== Segment start ==
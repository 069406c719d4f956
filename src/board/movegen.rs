/*
 * This Source Code Form is subject to the terms of the Mozilla Public
 * License, v. 2.0. If a copy of the MPL was not distributed with this
 * file, You can obtain one at https://mozilla.org/MPL/2.0/.
 */

use super::{
    moves::{for_each_move, MoveList, MoveSet},
    tables::{CIRCLES, DIRECTIONS, MAX_RADIUS},
    Bitboard, Board, Move, Player, Position, Square,
};

/// Generates the destination set of the friendly piece on `from`.
///
/// Along each of the four lines through `from`, the piece moves exactly as
/// many steps as there are pieces (of either colour) on that line, in either
/// sense. A step may jump friendly pieces but never an enemy piece, must end
/// on the board, and must not land on a friendly piece. Landing on an enemy
/// piece captures it.
pub(crate) fn destinations(from: Square, friends: Bitboard, enemies: Bitboard) -> Bitboard {
    debug_assert!(
        friends.contains(from),
        "no friendly piece on {from} to generate moves for"
    );

    let all_pieces = friends | enemies;

    // Halves of the board on either side of `from`, in square order. Each
    // line crosses a half in at most one square per radius.
    let positive = Bitboard::new(!0u64 << from.index());
    let negative = !positive;

    let circles = &CIRCLES[from.index()];
    let mut result = Bitboard::EMPTY;

    for line in DIRECTIONS[from.index()] {
        let distance = (line & all_pieces).population() as usize;

        let reach = circles[distance - 1];
        let ring = circles[distance.min(MAX_RADIUS)] ^ reach;

        for half in [positive, negative] {
            let landing = ring & line & half;
            let crossed = reach & line & half;

            if !landing.is_empty()
                && !enemies.intersects(crossed)
                && !friends.intersects(landing)
            {
                result |= landing;
            }
        }
    }

    result
}

/// Generates one [`MoveSet`] per friendly piece, lowest square first.
///
/// Pieces with no legal destination still get an entry with an empty
/// destination set.
pub(crate) fn generate_moves(friends: Bitboard, enemies: Bitboard) -> MoveList {
    let mut list = MoveList::new();

    let mut pieces = friends;
    while !pieces.is_empty() {
        let from = pieces.pop_lsb();
        list.push(MoveSet::new(
            from,
            destinations(from.to_square(), friends, enemies),
        ));
    }

    list
}

/// Returns `true` if the mover has no legal destination anywhere.
pub(crate) fn has_no_legal_moves(friends: Bitboard, enemies: Bitboard) -> bool {
    generate_moves(friends, enemies)
        .iter()
        .all(|move_set| move_set.to.is_empty())
}

/// Checks a single bitboard-encoded move against the movement rule.
pub(crate) fn is_move_set_legal(mv: MoveSet, friends: Bitboard, enemies: Bitboard) -> bool {
    friends.intersects(mv.from)
        && destinations(mv.from.to_square(), friends, enemies).intersects(mv.to)
}

/// Applies a move in place: the mover's piece jumps from `from` to `to`,
/// and any enemy piece on `to` is captured. No other bits change.
#[inline(always)]
pub(crate) fn apply_move_bits(
    from: Bitboard,
    to: Bitboard,
    mine: &mut Bitboard,
    theirs: &mut Bitboard,
) {
    *mine ^= from | to;
    *theirs &= !to;
}

impl Board {
    /// The board after `player` plays `mv`.
    ///
    /// The move is not checked for legality; validate with
    /// [`Position::is_legal`] first.
    pub fn with_move(mut self, mv: Move, player: Player) -> Self {
        let (mine, theirs) = match player {
            Player::White => (&mut self.white, &mut self.black),
            Player::Black => (&mut self.black, &mut self.white),
        };
        apply_move_bits(mv.from.bitboard(), mv.to.bitboard(), mine, theirs);
        self
    }
}

impl Position {
    /// The position after the mover plays `mv`: the board changes per
    /// [`Board::with_move`] and the turn passes to the opponent.
    ///
    /// The move is not checked for legality; validate with
    /// [`Position::is_legal`] first.
    pub fn with_move(self, mv: Move) -> Self {
        Self::new(
            self.board().with_move(mv, self.to_move()),
            self.to_move().opponent(),
        )
    }

    /// Lists every legal move for the player to move, ordered by source
    /// square and then by destination square.
    ///
    /// Returns an empty list for terminal positions.
    pub fn legal_moves(&self) -> Vec<Move> {
        let (friends, enemies) = self.split();
        let moves = generate_moves(friends, enemies);

        let mut result = Vec::with_capacity(moves.len() * 4);
        for_each_move(&moves, |from, to| {
            result.push(Move::new(from.to_square(), to.to_square()));
        });

        result
    }

    /// Returns `true` if `mv` is legal for the player to move.
    pub fn is_legal(&self, mv: Move) -> bool {
        let (friends, enemies) = self.split();
        is_move_set_legal(MoveSet::from_move(mv), friends, enemies)
    }

    /// Lists the squares the piece on `from` may move to.
    ///
    /// Returns an empty list if `from` does not hold a piece of the player
    /// to move.
    pub fn legal_destinations(&self, from: Square) -> Vec<Square> {
        let (friends, enemies) = self.split();
        if !friends.contains(from) {
            return Vec::new();
        }

        destinations(from, friends, enemies).squares().collect()
    }
}
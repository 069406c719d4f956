/*
 * This Source Code Form is subject to the terms of the Mozilla Public
 * License, v. 2.0. If a copy of the MPL was not distributed with this
 * file, You can obtain one at https://mozilla.org/MPL/2.0/.
 */

use std::{collections::BTreeMap, sync::atomic::AtomicBool};

use rand::Rng;

use crate::{
    board::{apply_move_bits, Bitboard, GameOutcome, Move, MoveSet, Player, Position},
    eval::{evaluate_leaf, Score, WIN},
    search::Search,
    ttable::{NodeType, Recommendation, TTable},
};

/// The result of analyzing a position.
///
/// The score is normalized so that positive always favours White, no matter
/// who is to move. `best_move` is `None` exactly when the position is
/// terminal.
#[derive(Clone, PartialEq, Eq, Debug, Default)]
pub struct PositionAnalysis {
    /// The move the analysis recommends, if the game is still going.
    pub best_move: Option<Move>,

    /// The expected continuation, starting with `best_move`.
    pub principal_variation: Vec<Move>,

    /// Normalized score: positive favours White.
    pub score: Score,
}

/// Analyzes a position to a fixed depth and returns the best move, the
/// principal variation and a normalized score.
///
/// Runs iterative deepening from 1 to `depth` over a fresh transposition
/// table; earlier iterations seed the move ordering of later ones. On a
/// terminal position the analysis has no best move and an empty variation.
pub fn analyze_position(position: &Position, depth: u32) -> PositionAnalysis {
    debug_assert!(depth >= 1, "analysis requires at least one ply of search");

    let mut ttable = TTable::default();
    analyze_with_table(&mut ttable, position, depth)
}

/// Separately analyzes the position reached by each legal move, `depth - 1`
/// plies deep, keyed by the move.
///
/// This takes considerably longer than analyzing the root alone, but yields
/// an accurate score for every move, which is what the softmax selector
/// needs. All scores are normalized (positive favours White); negate as
/// needed for the mover's point of view.
pub fn analyze_available_moves(
    position: &Position,
    depth: u32,
) -> BTreeMap<Move, PositionAnalysis> {
    debug_assert!(depth >= 1, "analysis requires at least one ply of search");

    position
        .legal_moves()
        .into_iter()
        .map(|mv| {
            let child = position.with_move(mv);
            let analysis = if depth == 1 {
                // One ply deep there is nothing left to search below the
                // move; the children are plain leaf evaluations.
                leaf_analysis(&child)
            } else {
                analyze_position(&child, depth - 1)
            };
            (mv, analysis)
        })
        .collect()
}

/// Selects one of the per-move analyses at random, weighting move `i` by
/// `exp(sharpness * 0.1 * score_i)`, using the process RNG.
///
/// With `sharpness` 0 every move is equally likely; as `sharpness` grows the
/// choice converges on the entry with the highest score. Returns `None` for
/// an empty map.
///
/// The returned analysis is the chosen entry's analysis with the chosen
/// move set as `best_move` and prepended to the variation.
pub fn select_analysis_with_softmax(
    analyses: &BTreeMap<Move, PositionAnalysis>,
    sharpness: f64,
) -> Option<PositionAnalysis> {
    select_analysis_with_softmax_using(analyses, sharpness, &mut rand::thread_rng())
}

/// [`select_analysis_with_softmax`] drawing from a caller-supplied RNG, so
/// selection can be made deterministic.
pub fn select_analysis_with_softmax_using<R: Rng + ?Sized>(
    analyses: &BTreeMap<Move, PositionAnalysis>,
    sharpness: f64,
    rng: &mut R,
) -> Option<PositionAnalysis> {
    debug_assert!(sharpness >= 0.0, "softmax sharpness must be non-negative");

    let top_score = analyses.values().map(|analysis| analysis.score).max()?;

    // Weights are shifted by the best score so the largest exponent is
    // exactly zero; raw exponents of decisive scores would overflow to
    // infinity long before sharpness gets interesting.
    let weight = |score: Score| -> f64 {
        if score == top_score {
            1.0
        } else {
            (sharpness * 0.1 * (score - top_score) as f64).exp()
        }
    };

    let total: f64 = analyses
        .values()
        .map(|analysis| weight(analysis.score))
        .sum();
    let mut remaining = rng.gen::<f64>() * total;

    let mut chosen = None;
    for (mv, analysis) in analyses {
        chosen = Some((mv, analysis));
        remaining -= weight(analysis.score);
        if remaining < 0.0 {
            break;
        }
    }

    // Rounding can leave a sliver of `remaining`; the last entry absorbs it.
    chosen.map(|(&mv, analysis)| {
        let mut result = analysis.clone();
        result.best_move = Some(mv);
        result.principal_variation.insert(0, mv);
        result
    })
}

/// Per-level search depth and softmax sharpness for [`analyze_with_ai_level`].
const DIFFICULTY: [(u32, f64); 10] = [
    (1, 0.0),
    (1, 0.2),
    (2, 0.4),
    (3, 0.6),
    (3, 0.8),
    (3, 1.0),
    (4, 1.5),
    (4, 3.0),
    (5, 4.5),
    (6, 8.0),
];

/// Analyzes a position with strength scaled to `ai_level`.
///
/// Levels 0 through 9 run per-move analysis at increasing depths and pick a
/// move by softmax with increasing sharpness, so low levels play loosely and
/// high levels rarely stray from the best move. Level 10 and above skip the
/// randomness entirely and analyze at depth `6 + (ai_level - 10)`; expect
/// those to take noticeably longer as the level grows.
pub fn analyze_with_ai_level(position: &Position, ai_level: u32) -> PositionAnalysis {
    if ai_level >= 10 {
        return analyze_position(position, 6 + (ai_level - 10));
    }

    let (depth, sharpness) = DIFFICULTY[ai_level as usize];

    if position.outcome() != GameOutcome::Ongoing {
        return analyze_position(position, depth);
    }

    // The softmax weights must favour the mover, and normalized scores
    // favour White; flip for Black, select, then flip the winner back.
    let black = position.to_move() == Player::Black;
    let mut analyses = analyze_available_moves(position, depth);
    if black {
        for analysis in analyses.values_mut() {
            analysis.score = -analysis.score;
        }
    }

    match select_analysis_with_softmax(&analyses, sharpness) {
        Some(mut selected) => {
            if black {
                selected.score = -selected.score;
            }
            selected
        }
        // Unreachable on an ongoing position, but a straight analysis is a
        // sound answer regardless.
        None => analyze_position(position, depth),
    }
}

/// Analysis of a position as a bare leaf, with no search at all.
fn leaf_analysis(position: &Position) -> PositionAnalysis {
    let (friends, enemies) = position.split();
    PositionAnalysis {
        best_move: None,
        principal_variation: Vec::new(),
        score: normalize(evaluate_leaf(friends, enemies), position),
    }
}

/// Iterative deepening over a caller-owned table.
pub(crate) fn analyze_with_table(
    ttable: &mut TTable,
    position: &Position,
    depth: u32,
) -> PositionAnalysis {
    let (friends, enemies) = position.split();

    let stop = AtomicBool::new(false);
    let mut rec = Recommendation::default();

    for current in 1..=depth {
        let mut search = Search::new(ttable, &stop);
        if let Some(result) =
            search.negamax(friends, enemies, current, -2 * WIN, 2 * WIN, MoveSet::EMPTY)
        {
            log::debug!(
                "depth {current}: score {} after {} nodes",
                result.score,
                search.nodes()
            );
            rec = result;
        }
    }

    finish_analysis(ttable, position, rec)
}

/// Builds the public analysis from a root recommendation: converts the move,
/// walks the principal variation out of the table and normalizes the score.
pub(crate) fn finish_analysis(
    ttable: &TTable,
    position: &Position,
    rec: Recommendation,
) -> PositionAnalysis {
    PositionAnalysis {
        best_move: rec.mv.to_move(),
        principal_variation: principal_variation(ttable, position),
        score: normalize(rec.score, position),
    }
}

/// Sign-flips a mover-relative score so that positive favours White.
#[inline(always)]
pub(crate) fn normalize(score: Score, position: &Position) -> Score {
    match position.to_move() {
        Player::White => score,
        Player::Black => -score,
    }
}

/// Reconstructs the principal variation by following PV entries through the
/// table from `position`.
///
/// Stops on a table miss, a non-PV entry, an empty move, or a position seen
/// earlier in the walk (index collisions could otherwise splice the line
/// into a cycle).
fn principal_variation(ttable: &TTable, position: &Position) -> Vec<Move> {
    let (mut friends, mut enemies) = position.split();
    let mut visited: Vec<(Bitboard, Bitboard)> = Vec::new();
    let mut line = Vec::new();

    while let Some(entry) = ttable.probe(friends, enemies) {
        if entry.node_type != NodeType::Pv || entry.rec.mv.is_empty() {
            break;
        }
        if visited.contains(&(friends, enemies)) {
            break;
        }
        visited.push((friends, enemies));

        let Some(mv) = entry.rec.mv.to_move() else {
            break;
        };
        line.push(mv);

        apply_move_bits(entry.rec.mv.from, entry.rec.mv.to, &mut friends, &mut enemies);
        std::mem::swap(&mut friends, &mut enemies);
    }

    line
}
use color_eyre::eyre::eyre;
use color_eyre::Result;
use serde::de::DeserializeOwned;
use serde::{Deserialize, Serialize};
use std::fs;
use std::io::Write;
use std::path::{Path, PathBuf};
use std::time::{Duration, Instant};

use crate::history::GridSnapshot;
use crate::row::{default_rows, Rows};
use crate::saved::SavedItem;

/// Key holding the builder grid
pub const ROWS_KEY: &str = "utmBuilderRows";
/// Key holding the saved-items collection
pub const SAVED_KEY: &str = "utmSavedItems";

pub const DEFAULT_DEBOUNCE_MS: u64 = 500;

/// JSON key-value store: key `k` lives in `<dir>/k.json`
#[derive(Debug, Clone)]
pub struct Storage {
    dir: PathBuf,
}

impl Storage {
    pub fn new(dir: impl Into<PathBuf>) -> Self {
        Self { dir: dir.into() }
    }

    /// Store under the platform data directory
    pub fn for_app(app_name: &str) -> Result<Self> {
        let dir = dirs::data_dir()
            .ok_or_else(|| eyre!("Could not determine data directory"))?
            .join(app_name);
        Ok(Self::new(dir))
    }

    pub fn dir(&self) -> &Path {
        &self.dir
    }

    pub fn path_for(&self, key: &str) -> PathBuf {
        self.dir.join(format!("{}.json", key))
    }

    pub fn ensure_dir(&self) -> Result<()> {
        if !self.dir.exists() {
            fs::create_dir_all(&self.dir)?;
        }
        Ok(())
    }

    /// Raw stored text, `None` when the key was never written
    pub fn get_raw(&self, key: &str) -> Result<Option<String>> {
        match fs::read_to_string(self.path_for(key)) {
            Ok(text) => Ok(Some(text)),
            Err(e) if e.kind() == std::io::ErrorKind::NotFound => Ok(None),
            Err(e) => Err(eyre!("Could not read {}: {}", key, e)),
        }
    }

    pub fn get<T: DeserializeOwned>(&self, key: &str) -> Result<Option<T>> {
        let Some(text) = self.get_raw(key)? else {
            return Ok(None);
        };
        let value =
            serde_json::from_str(&text).map_err(|e| eyre!("Corrupt data in {}: {}", key, e))?;
        Ok(Some(value))
    }

    pub fn set<T: Serialize + ?Sized>(&self, key: &str, value: &T) -> Result<()> {
        self.ensure_dir()?;
        let json = serde_json::to_string(value)?;
        let mut file = fs::OpenOptions::new()
            .write(true)
            .create(true)
            .truncate(true)
            .open(self.path_for(key))?;
        if let Err(e) = fs2::FileExt::try_lock_exclusive(&file) {
            tracing::warn!("could not lock {}: {}", key, e);
        }
        file.write_all(json.as_bytes())?;
        file.flush()?;
        Ok(())
    }

    pub fn remove(&self, key: &str) -> Result<()> {
        let path = self.path_for(key);
        if path.exists() {
            fs::remove_file(&path)?;
        }
        Ok(())
    }
}

#[derive(Deserialize)]
#[serde(untagged)]
enum PersistedRows {
    Envelope(GridSnapshot),
    Bare(Rows),
}

/// Load the grid. Missing, corrupt or empty data gives `default_count` empty rows.
pub fn load_rows(storage: &Storage, default_count: usize) -> GridSnapshot {
    let loaded = match storage.get::<PersistedRows>(ROWS_KEY) {
        Ok(Some(PersistedRows::Envelope(snapshot))) => snapshot,
        Ok(Some(PersistedRows::Bare(rows))) => GridSnapshot::new(rows),
        Ok(None) => GridSnapshot::new(Vec::new()),
        Err(e) => {
            tracing::warn!("discarding stored rows: {}", e);
            GridSnapshot::new(Vec::new())
        }
    };
    if loaded.rows.is_empty() {
        return GridSnapshot::new(default_rows(default_count));
    }
    let len = loaded.rows.len();
    GridSnapshot {
        cursor: loaded.cursor.filter(|c| c.row < len),
        rows: loaded.rows,
    }
}

pub fn save_rows(storage: &Storage, snapshot: &GridSnapshot) -> Result<()> {
    storage.set(ROWS_KEY, snapshot)
}

/// Load saved items. Corrupt data is logged and treated as empty.
pub fn load_saved(storage: &Storage) -> Vec<SavedItem> {
    match storage.get::<Vec<SavedItem>>(SAVED_KEY) {
        Ok(items) => items.unwrap_or_default(),
        Err(e) => {
            tracing::warn!("discarding saved items: {}", e);
            Vec::new()
        }
    }
}

pub fn save_saved(storage: &Storage, items: &[SavedItem]) -> Result<()> {
    storage.set(SAVED_KEY, items)
}

/// Trailing-edge timer: fires once, `delay` after the most recent `schedule`
#[derive(Debug, Clone)]
pub struct Debouncer {
    delay: Duration,
    deadline: Option<Instant>,
}

impl Debouncer {
    pub fn new(delay: Duration) -> Self {
        Self {
            delay,
            deadline: None,
        }
    }

    /// Restart the timer
    pub fn schedule(&mut self, now: Instant) {
        self.deadline = Some(now + self.delay);
    }

    pub fn is_pending(&self) -> bool {
        self.deadline.is_some()
    }

    /// True once the quiet period has elapsed; clears the pending write
    pub fn due(&mut self, now: Instant) -> bool {
        match self.deadline {
            Some(deadline) if now >= deadline => {
                self.deadline = None;
                true
            }
            _ => false,
        }
    }

    /// Clear and report any pending write, regardless of the deadline
    pub fn flush(&mut self) -> bool {
        self.deadline.take().is_some()
    }
}

impl Default for Debouncer {
    fn default() -> Self {
        Self::new(Duration::from_millis(DEFAULT_DEBOUNCE_MS))
    }
}

#[cfg(test)]
mod tests {
    use super::*;

    #[test]
    fn test_debouncer_restarts_on_schedule() {
        let mut debouncer = Debouncer::new(Duration::from_millis(500));
        let t0 = Instant::now();
        assert!(!debouncer.due(t0));
        debouncer.schedule(t0);
        debouncer.schedule(t0 + Duration::from_millis(300));
        assert!(!debouncer.due(t0 + Duration::from_millis(600)));
        assert!(debouncer.due(t0 + Duration::from_millis(800)));
        assert!(!debouncer.due(t0 + Duration::from_millis(900)));
    }

    #[test]
    fn test_debouncer_flush() {
        let mut debouncer = Debouncer::default();
        assert!(!debouncer.flush());
        debouncer.schedule(Instant::now());
        assert!(debouncer.flush());
        assert!(!debouncer.is_pending());
    }
}
impl AppConfig {
    /// Load configuration from all layers (default → user)
    pub fn load(app_name: &str) -> Result<Self> {
        let manager = ConfigManager::new(app_name)?;
        Self::load_from(&manager)
    }

    /// Load defaults merged with `config.toml` in the manager's directory
    pub fn load_from(manager: &ConfigManager) -> Result<Self> {
        let mut config = AppConfig::default();
        config.merge(Self::load_user_config(manager)?);
        config.validate()?;
        Ok(config)
    }

    fn load_user_config(manager: &ConfigManager) -> Result<AppConfig> {
        let config_path = manager.config_path("config.toml");

        if !config_path.exists() {
            return Ok(AppConfig::default());
        }

        let content = std::fs::read_to_string(&config_path).map_err(|e| {
            eyre!(
                "Failed to read config file at {}: {}",
                config_path.display(),
                e
            )
        })?;

        toml::from_str(&content).map_err(|e| {
            eyre!(
                "Failed to parse config file at {}: {}",
                config_path.display(),
                e
            )
        })
    }

    /// Merge another config into this one (other takes precedence)
    pub fn merge(&mut self, other: AppConfig) {
        if other.version != AppConfig::default().version {
            self.version = other.version;
        }

        if other.storage.data_dir.is_some() {
            self.storage.data_dir = other.storage.data_dir;
        }
        self.history.merge(other.history);
        self.autosave.merge(other.autosave);
        self.display.merge(other.display);
        self.notifications.merge(other.notifications);
        self.performance.merge(other.performance);
        self.theme.merge(other.theme);
        if other.debug.enabled {
            self.debug.enabled = true;
        }
        self.logging.merge(other.logging);
    }

    /// Command-line arguments win over every config file layer
    pub fn apply_args(&mut self, args: &Args) {
        if let Some(dir) = &args.data_dir {
            self.storage.data_dir = Some(dir.clone());
        }
        if let Some(limit) = args.history_limit {
            self.history.max_entries = limit;
        }
        if let Some(ms) = args.autosave_ms {
            self.autosave.debounce_ms = ms;
        }
        if let Some(rows) = args.default_rows {
            self.display.default_rows = rows;
        }
        if args.row_numbers {
            self.display.show_row_numbers = true;
        }
        if let Some(level) = args.log_level {
            self.logging.level = level.as_str().to_string();
        }
        if args.debug {
            self.debug.enabled = true;
        }
    }

    pub fn validate(&self) -> Result<()> {
        if !self.version.starts_with("0.1") {
            return Err(eyre!(
                "Unsupported config version: {}. Expected 0.1.x",
                self.version
            ));
        }

        if self.history.max_entries == 0 {
            return Err(eyre!("history.max_entries must be greater than 0"));
        }

        if self.display.default_rows == 0 {
            return Err(eyre!("display.default_rows must be at least 1"));
        }

        if self.performance.event_poll_interval_ms == 0 {
            return Err(eyre!("event_poll_interval_ms must be greater than 0"));
        }

        match self.logging.level.to_lowercase().as_str() {
            "error" | "warn" | "info" | "debug" | "trace" | "off" => {}
            other => {
                return Err(eyre!(
                    "Invalid logging.level: {}. Must be one of error, warn, info, debug, trace, off",
                    other
                ))
            }
        }

        match self.theme.color_mode.as_str() {
            "light" | "dark" | "auto" => {}
            _ => {
                return Err(eyre!(
                    "Invalid color_mode: {}. Must be 'light', 'dark', or 'auto'",
                    self.theme.color_mode
                ))
            }
        }

        let parser = ColorParser::new();
        self.theme.colors.validate(&parser)?;

        Ok(())
    }
}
== Segment end ==
*What you have to do:* Repeat exactly the lines of the material above, taking the first line, the line with "piece captures it.", and every line between them.

*Response for this exercise:*
repository 069406c719d4f956
filename src/board/movegen.rs
/*
 * This Source Code Form is subject to the terms of the Mozilla Public
 * License, v. 2.0. If a copy of the MPL was not distributed with this
 * file, You can obtain one at https://mozilla.org/MPL/2.0/.
 */

use super::{
    moves::{for_each_move, MoveList, MoveSet},
    tables::{CIRCLES, DIRECTIONS, MAX_RADIUS},
    Bitboard, Board, Move, Player, Position, Square,
};

/// Generates the destination set of the friendly piece on `from`.
///
/// Along each of the four lines through `from`, the piece moves exactly as
/// many steps as there are pieces (of either colour) on that line, in either
/// sense. A step may jump friendly pieces but never an enemy piece, must end
/// on the board, and must not land on a friendly piece. Landing on an enemy
/// piece captures it.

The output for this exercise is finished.